Читаем Хроники Раздолбая. Похороните меня за плинтусом-2 полностью

Прежде чем взять бумаги, Раздолбай пристально изучил самого Сергея Вадимовича. Глаза-фотоэлементы не выражали ровным счетом ничего, и вежливое, корректное обращение сочеталось с этим взглядом, как бархатная подушечка с револьвером. В движениях мужчины чувствовались уверенность и спокойствие. В то время как Лещи суетливо метались в соленой воде, а движения Барракуд пронизывала нахрапистая развязность, пластика этой незнакомой рыбы была удивительно расчетливой. Казалось, ни одно движение не расходует больше сил, чем требуется.

«Акула… — подумал Раздолбай. — Нет, акула тупая, а он очень умен. Мурена!»

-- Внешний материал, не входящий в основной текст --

use std::collections::BTreeMap;
use std::sync::Arc;

use tracing::warn;

use super::domain::TableName;
use super::repository::AuditStore;
use crate::marketplace::identity::password;
use crate::marketplace::store::RepositoryError;

/// Admin identity, hashed at construction so the plaintext never outlives
/// startup.
pub struct AdminCredentials {
    username: String,
    password_hash: String,
}

impl AdminCredentials {
    pub fn new(username: &str, secret: &str) -> Result<Self, AdminError> {
        let password_hash =
            password::hash_secret(secret).map_err(|err| AdminError::Hashing(err.to_string()))?;
        Ok(Self {
            username: username.to_string(),
            password_hash,
        })
    }

    fn verify(&self, username: &str, secret: &str) -> bool {
        if self.username != username {
            return false;
        }
        password::verify_secret(secret, &self.password_hash).unwrap_or(false)
    }
}

/// Read/delete access across all store collections.
pub struct AdminService<T> {
    store: Arc<T>,
    credentials: AdminCredentials,
}

impl<T> AdminService<T>
where
    T: AuditStore + 'static,
{
    pub fn new(store: Arc<T>, credentials: AdminCredentials) -> Self {
        Self { store, credentials }
    }

    pub fn login(&self, username: &str, secret: &str) -> Result<(), AdminError> {
        if self.credentials.verify(username, secret) {
            Ok(())
        } else {
            warn!(username, "rejected admin login");
            Err(AdminError::Unauthorized)
        }
    }

    /// Dump every known table. Credentials are re-verified on each call.
    pub fn all_records(
        &self,
        username: &str,
        secret: &str,
    ) -> Result<BTreeMap<&'static str, Vec<serde_json::Value>>, AdminError> {
        self.login(username, secret)?;
        let mut records = BTreeMap::new();
        for table in TableName::ALL {
            records.insert(table.as_str(), self.store.rows(table)?);
        }
        Ok(records)
    }

    /// Delete one row by id. No cascade: references from other collections
    /// are left dangling, and readers tolerate that.
    pub fn delete_record(
        &self,
        username: &str,
        secret: &str,
        table: &str,
        id: u64,
    ) -> Result<(), AdminError> {
        self.login(username, secret)?;
        let table = TableName::parse(table).ok_or_else(|| AdminError::InvalidTable {
            name: table.to_string(),
        })?;
        self.store.delete(table, id).map_err(|err| match err {
            RepositoryError::NotFound => AdminError::NotFound,
            other => AdminError::Repository(other),
        })?;
        warn!(table = table.as_str(), id, "admin deleted record");
        Ok(())
    }
}

/// Error raised by the audit interface.
#[derive(Debug, thiserror::Error)]
pub enum AdminError {
    #[error("invalid admin credentials")]
    Unauthorized,
    #[error("unknown table: {name}")]
    InvalidTable { name: String },
    #[error("record not found")]
    NotFound,
    #[error("credential hashing failed: {0}")]
    Hashing(String),
    #[error(transparent)]
    Repository(#[from] RepositoryError),
}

Сходство с Муреной добавляли Сергею Вадимовичу и черты лица — нижняя челюсть, чуть выступающая вперед, и пятнистая кожа, покрытая загаром, который отказывался прилипать к некоторым, как будто давно обожженным местам.

— Читать будете? — напомнил Сергей Вадимович, протягивая листы.

— Да, конечно, — спохватился Раздолбай.

Он ожидал шутки — краткого непритязательного текста, излагавшего суть спора. Увидев несколько страниц юридической казуистики, он совсем потерялся и стал бегло сканировать документ, ничего в нем не понимая:

«…общество с ограниченной ответственностью с одной стороны… физическое лицо с другой стороны… заключили сроком на двадцать лет… в случае невыполнения… жилплощадь ответчика станет площадкой для размещения арт-объекта…»

— Какого еще арт-объекта? — забеспокоился Раздолбай.

Сергей Вадимович достал из кармана толстый черный маркер и столбиком поставил его на подоконник.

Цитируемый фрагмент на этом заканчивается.